Allie flüstert Brooke zu, dass mein Mann vor einem Monat gestorben ist. Dann höre ich sie sagen: »Und ob Sie es glauben oder nicht – wir reisen mit einer Rap-Crew. Levys Eltern.«
Brooke lacht, und es klingt eher wie ein Männerlachen. »Meiner Meinung nach ist das Leben sowieso eine Achterbahn. Ich fahre mit. Man kann die Zukunft nicht planen.« Brooke ist groß und kantig, mit hohen Wangenknochen und einer markanten Nase, aber ihre vollen Lippen machen ihr Gesicht weich und sinnlich. Sie ist eine dieser Schönheiten, die kein Make-up brauchen.
»Also ganz nach dem Motto: ›Was soll man machen – so ist das Leben‹?«
»Genau.«
Ich liege auf meinem Liegestuhl. Levy hat seinen Truck stehen lassen und paddelt mit Rachel im flachen Wasser herum. Molly schlägt Purzelbäume rückwärts und ruft: »Schau mal, Mom, was ich kann!«
Brooke holt Sandwiches aus ihrer Tasche, Molly soll die Chips holen, ihr Bruder Tyler die Servietten. »Muss ich?«, brummt er und lässt die Trucks mitten im Planieren stehen.
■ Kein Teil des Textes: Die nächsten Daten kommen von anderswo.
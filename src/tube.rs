//! Tube bookkeeping: the used tube, the watch set, and what the server has
//! been told about them.
//!
//! The registry holds two views. The *desired* view is what callers asked for
//! through `use`/`watch`/`ignore`; the *server* view is what the connection has
//! acknowledged. The client reconciles them lazily, right before the commands
//! that depend on them, by diffing the full sets.
//!
//! Not safe for concurrent use: a registry belongs to exactly one connection.

use crate::error::{Error, Result};
use crate::proto::validate_tube_name;

/// Tube every connection starts out using and watching.
pub const DEFAULT_TUBE: &str = "default";

/// Commands needed to bring the server's watch list in line with the watch set.
#[derive(Debug, Clone, Default, PartialEq, Eq)]
pub struct WatchPlan {
    /// Tubes to `watch`, in watch-set order.
    pub watch: Vec<String>,
    /// Tubes to `ignore`, issued after every `watch`.
    pub ignore: Vec<String>,
}

impl WatchPlan {
    /// True when no round-trips are needed.
    pub fn is_empty(&self) -> bool {
        self.watch.is_empty() && self.ignore.is_empty()
    }
}

/// Used tube and watch set for one connection.
#[derive(Debug, Clone)]
pub struct TubeRegistry {
    used: String,
    watched: Vec<String>,
    server_used: String,
    server_watched: Vec<String>,
}

impl Default for TubeRegistry {
    fn default() -> Self {
        Self::new()
    }
}

impl TubeRegistry {
    /// A registry in the state of a freshly opened connection.
    pub fn new() -> Self {
        Self {
            used: DEFAULT_TUBE.to_string(),
            watched: vec![DEFAULT_TUBE.to_string()],
            server_used: DEFAULT_TUBE.to_string(),
            server_watched: vec![DEFAULT_TUBE.to_string()],
        }
    }

    /// Tube that `put` targets.
    pub fn used(&self) -> &str {
        &self.used
    }

    /// Watch set in insertion order. Never empty.
    pub fn watched(&self) -> &[String] {
        &self.watched
    }

    /// Whether `name` is in the watch set.
    pub fn is_watching(&self, name: &str) -> bool {
        self.watched.iter().any(|t| t == name)
    }

    /// Replace the used tube.
    ///
    /// A name the server would reject leaves the used tube unchanged.
    pub fn use_tube(&mut self, name: impl Into<String>) -> Result<()> {
        let name = name.into();
        validate_tube_name(&name).map_err(|e| Error::op("use", e))?;
        self.used = name;
        Ok(())
    }

    /// Add `name` to the watch set.
    ///
    /// Returns `false` if it was already watched, in which case nothing changes.
    /// A name the server would reject is never added.
    pub fn watch(&mut self, name: impl Into<String>) -> Result<bool> {
        let name = name.into();
        validate_tube_name(&name).map_err(|e| Error::op("watch", e))?;
        if self.is_watching(&name) {
            return Ok(false);
        }
        self.watched.push(name);
        Ok(true)
    }

    /// Remove `name` from the watch set.
    ///
    /// Fails with `InvalidState` when only one tube is watched, and with
    /// `NotWatched` when `name` is not a member. The set is unchanged on error.
    pub fn ignore(&mut self, name: &str) -> Result<()> {
        if self.watched.len() <= 1 {
            return Err(Error::InvalidState(
                "cannot ignore the only watched tube".to_string(),
            ));
        }
        let idx = self
            .watched
            .iter()
            .position(|t| t == name)
            .ok_or_else(|| Error::NotWatched(name.to_string()))?;
        self.watched.remove(idx);
        Ok(())
    }

    /// The tube to `use` on the server, if it differs from the used tube.
    pub(crate) fn pending_use(&self) -> Option<&str> {
        (self.server_used != self.used).then_some(self.used.as_str())
    }

    /// Record that the server acknowledged `use name`.
    pub(crate) fn mark_used(&mut self, name: &str) {
        self.server_used = name.to_string();
    }

    /// Diff the full watch set against the server's watch list.
    pub(crate) fn watch_plan(&self) -> WatchPlan {
        let watch = self
            .watched
            .iter()
            .filter(|t| !self.server_watched.contains(t))
            .cloned()
            .collect();
        let ignore = self
            .server_watched
            .iter()
            .filter(|t| !self.watched.contains(t))
            .cloned()
            .collect();
        WatchPlan { watch, ignore }
    }

    /// Record that the server acknowledged `watch name`.
    pub(crate) fn mark_watched(&mut self, name: &str) {
        if !self.server_watched.iter().any(|t| t == name) {
            self.server_watched.push(name.to_string());
        }
    }

    /// Record that the server acknowledged `ignore name`.
    pub(crate) fn mark_ignored(&mut self, name: &str) {
        self.server_watched.retain(|t| t != name);
    }

    /// True when the server view matches the desired view.
    pub fn is_synced(&self) -> bool {
        self.pending_use().is_none() && self.watch_plan().is_empty()
    }
}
»Nur die Servietten, wir essen mit den Fingern.«
Ich starre aufs Wasser, die kleinen künstlich türkisfarbenen Wellen des Pools. Es gibt kein Sprungbrett und nur ein paar kümmerliche Bäume und Pflanzen. Wahrscheinlich wegen der Höhe und Trockenheit.
»Habt ihr Hunger?«, fragt Brooke, an Allie gewandt. »Ich hab jede Menge Käse-Sandwiches.«
Ein Mann mit einem Netz erscheint, um den Pool sauberzumachen. Molly geht zu ihm. »Hi, Mister«, sagt sie.
»Ich bin Martin, du kannst mich einfach Martin nennen.«
»Okay, Mister.«
»Sie nennt alle Männer Mister, seit ihr Dad weg ist«, erklärt Brooke.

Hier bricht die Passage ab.